## Your goal
In the records below, begin at the line containing "pub enum FieldKind" and end at the line containing "and wire key"; quote every line in that span exactly, including both boundary lines, and no others.

* * *

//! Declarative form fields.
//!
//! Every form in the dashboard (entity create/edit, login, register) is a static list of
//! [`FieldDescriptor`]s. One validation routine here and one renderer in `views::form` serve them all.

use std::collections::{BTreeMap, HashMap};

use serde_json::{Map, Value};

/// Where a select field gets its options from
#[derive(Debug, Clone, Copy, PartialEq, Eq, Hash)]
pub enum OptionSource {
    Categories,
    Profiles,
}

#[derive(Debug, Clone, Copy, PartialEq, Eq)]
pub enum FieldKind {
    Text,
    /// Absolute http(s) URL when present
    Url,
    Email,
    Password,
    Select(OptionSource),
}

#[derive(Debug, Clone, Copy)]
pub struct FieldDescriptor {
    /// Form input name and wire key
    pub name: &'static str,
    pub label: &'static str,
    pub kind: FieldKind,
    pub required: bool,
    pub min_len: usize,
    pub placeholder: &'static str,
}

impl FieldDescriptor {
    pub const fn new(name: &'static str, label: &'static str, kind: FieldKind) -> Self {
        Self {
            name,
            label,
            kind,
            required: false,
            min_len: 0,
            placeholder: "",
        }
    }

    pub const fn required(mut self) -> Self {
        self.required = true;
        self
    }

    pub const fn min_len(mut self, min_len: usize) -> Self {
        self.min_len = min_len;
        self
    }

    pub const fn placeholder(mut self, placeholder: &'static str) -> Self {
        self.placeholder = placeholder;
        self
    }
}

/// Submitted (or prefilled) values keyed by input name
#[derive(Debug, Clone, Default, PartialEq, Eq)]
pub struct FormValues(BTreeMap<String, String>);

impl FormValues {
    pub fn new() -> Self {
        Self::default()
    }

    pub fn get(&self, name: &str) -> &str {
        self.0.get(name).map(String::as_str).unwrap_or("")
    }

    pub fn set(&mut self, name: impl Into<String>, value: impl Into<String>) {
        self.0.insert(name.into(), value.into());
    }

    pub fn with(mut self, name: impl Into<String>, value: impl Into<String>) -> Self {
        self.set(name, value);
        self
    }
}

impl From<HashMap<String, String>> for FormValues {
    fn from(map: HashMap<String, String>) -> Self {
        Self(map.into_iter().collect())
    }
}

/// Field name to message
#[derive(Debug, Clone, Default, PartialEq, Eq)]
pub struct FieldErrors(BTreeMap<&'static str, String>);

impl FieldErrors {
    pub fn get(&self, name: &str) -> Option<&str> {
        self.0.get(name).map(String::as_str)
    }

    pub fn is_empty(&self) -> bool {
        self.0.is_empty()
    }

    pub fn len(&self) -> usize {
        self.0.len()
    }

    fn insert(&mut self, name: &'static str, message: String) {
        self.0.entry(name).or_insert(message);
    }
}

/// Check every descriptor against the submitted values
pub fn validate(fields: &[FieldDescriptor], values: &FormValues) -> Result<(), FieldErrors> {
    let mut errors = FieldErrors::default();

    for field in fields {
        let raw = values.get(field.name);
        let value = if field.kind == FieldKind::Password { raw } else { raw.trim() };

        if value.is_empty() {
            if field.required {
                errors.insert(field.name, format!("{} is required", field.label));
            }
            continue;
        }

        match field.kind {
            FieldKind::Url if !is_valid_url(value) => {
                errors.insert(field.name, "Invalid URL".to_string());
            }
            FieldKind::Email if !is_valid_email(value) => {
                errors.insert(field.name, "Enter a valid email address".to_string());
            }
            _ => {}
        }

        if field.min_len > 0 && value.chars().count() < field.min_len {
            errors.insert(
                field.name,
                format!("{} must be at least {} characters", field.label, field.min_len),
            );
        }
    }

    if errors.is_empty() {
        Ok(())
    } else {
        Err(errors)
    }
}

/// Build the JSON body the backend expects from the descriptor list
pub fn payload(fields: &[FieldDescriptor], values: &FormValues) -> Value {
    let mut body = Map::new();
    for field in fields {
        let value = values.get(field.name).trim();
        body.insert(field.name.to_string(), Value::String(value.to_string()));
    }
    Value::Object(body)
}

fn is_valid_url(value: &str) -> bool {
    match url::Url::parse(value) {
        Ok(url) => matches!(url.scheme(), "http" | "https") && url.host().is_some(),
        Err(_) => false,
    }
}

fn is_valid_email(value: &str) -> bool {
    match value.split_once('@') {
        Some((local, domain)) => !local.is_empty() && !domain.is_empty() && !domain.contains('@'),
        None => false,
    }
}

* * *

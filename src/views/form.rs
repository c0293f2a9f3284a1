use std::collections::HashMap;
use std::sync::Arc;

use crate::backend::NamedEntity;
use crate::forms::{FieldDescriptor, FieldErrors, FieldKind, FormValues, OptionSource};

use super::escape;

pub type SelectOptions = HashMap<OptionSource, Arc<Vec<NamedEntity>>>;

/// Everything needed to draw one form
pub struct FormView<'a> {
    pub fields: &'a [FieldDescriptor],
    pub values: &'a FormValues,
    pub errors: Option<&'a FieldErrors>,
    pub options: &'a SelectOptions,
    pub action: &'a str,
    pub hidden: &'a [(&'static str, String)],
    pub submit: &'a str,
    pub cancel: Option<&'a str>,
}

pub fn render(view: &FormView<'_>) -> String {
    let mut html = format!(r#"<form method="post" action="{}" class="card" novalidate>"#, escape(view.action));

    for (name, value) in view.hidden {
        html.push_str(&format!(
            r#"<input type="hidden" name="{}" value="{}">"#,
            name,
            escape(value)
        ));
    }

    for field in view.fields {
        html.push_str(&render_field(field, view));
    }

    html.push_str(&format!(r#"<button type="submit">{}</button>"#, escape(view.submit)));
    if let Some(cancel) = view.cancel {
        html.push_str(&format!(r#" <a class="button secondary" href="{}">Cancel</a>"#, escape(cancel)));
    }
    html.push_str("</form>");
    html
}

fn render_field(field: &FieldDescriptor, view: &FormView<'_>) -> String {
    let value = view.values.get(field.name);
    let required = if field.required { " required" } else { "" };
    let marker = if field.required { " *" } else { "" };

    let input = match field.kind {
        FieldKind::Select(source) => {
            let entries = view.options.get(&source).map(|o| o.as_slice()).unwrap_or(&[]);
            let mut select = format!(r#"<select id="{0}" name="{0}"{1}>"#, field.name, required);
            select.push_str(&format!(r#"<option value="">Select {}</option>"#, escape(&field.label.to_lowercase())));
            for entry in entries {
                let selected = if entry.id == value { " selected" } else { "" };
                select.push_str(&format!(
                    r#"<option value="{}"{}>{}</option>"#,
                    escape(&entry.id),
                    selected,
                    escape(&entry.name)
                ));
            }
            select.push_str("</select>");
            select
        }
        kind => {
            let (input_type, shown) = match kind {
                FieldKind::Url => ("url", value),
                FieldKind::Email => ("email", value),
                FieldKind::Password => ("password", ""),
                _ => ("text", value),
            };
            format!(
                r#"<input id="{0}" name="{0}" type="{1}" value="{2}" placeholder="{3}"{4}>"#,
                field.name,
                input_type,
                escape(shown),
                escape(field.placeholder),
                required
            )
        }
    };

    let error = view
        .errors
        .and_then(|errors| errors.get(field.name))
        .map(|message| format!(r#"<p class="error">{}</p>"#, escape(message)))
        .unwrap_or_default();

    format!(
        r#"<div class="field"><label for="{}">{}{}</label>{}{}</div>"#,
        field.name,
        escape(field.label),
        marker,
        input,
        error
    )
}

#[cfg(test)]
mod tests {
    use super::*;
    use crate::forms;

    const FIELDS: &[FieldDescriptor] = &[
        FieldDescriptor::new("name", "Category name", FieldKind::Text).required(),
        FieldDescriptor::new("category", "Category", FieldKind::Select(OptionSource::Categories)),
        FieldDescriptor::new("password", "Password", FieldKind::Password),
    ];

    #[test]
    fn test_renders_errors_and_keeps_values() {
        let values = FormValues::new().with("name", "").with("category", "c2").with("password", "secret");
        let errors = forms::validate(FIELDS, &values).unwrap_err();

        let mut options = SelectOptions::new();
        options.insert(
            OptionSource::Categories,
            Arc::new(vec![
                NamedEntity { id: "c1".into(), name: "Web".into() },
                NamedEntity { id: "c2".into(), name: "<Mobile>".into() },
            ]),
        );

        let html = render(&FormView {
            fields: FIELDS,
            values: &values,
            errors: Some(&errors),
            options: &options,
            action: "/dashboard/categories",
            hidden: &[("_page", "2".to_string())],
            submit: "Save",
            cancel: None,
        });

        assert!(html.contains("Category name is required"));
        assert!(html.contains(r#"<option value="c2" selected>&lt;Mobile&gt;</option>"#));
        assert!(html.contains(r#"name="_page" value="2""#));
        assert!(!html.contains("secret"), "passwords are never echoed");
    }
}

* * *

## Exercise result
pub enum FieldKind {
    Text,
    /// Absolute http(s) URL when present
    Url,
    Email,
    Password,
    Select(OptionSource),
}

#[derive(Debug, Clone, Copy)]
pub struct FieldDescriptor {
    /// Form input name and wire key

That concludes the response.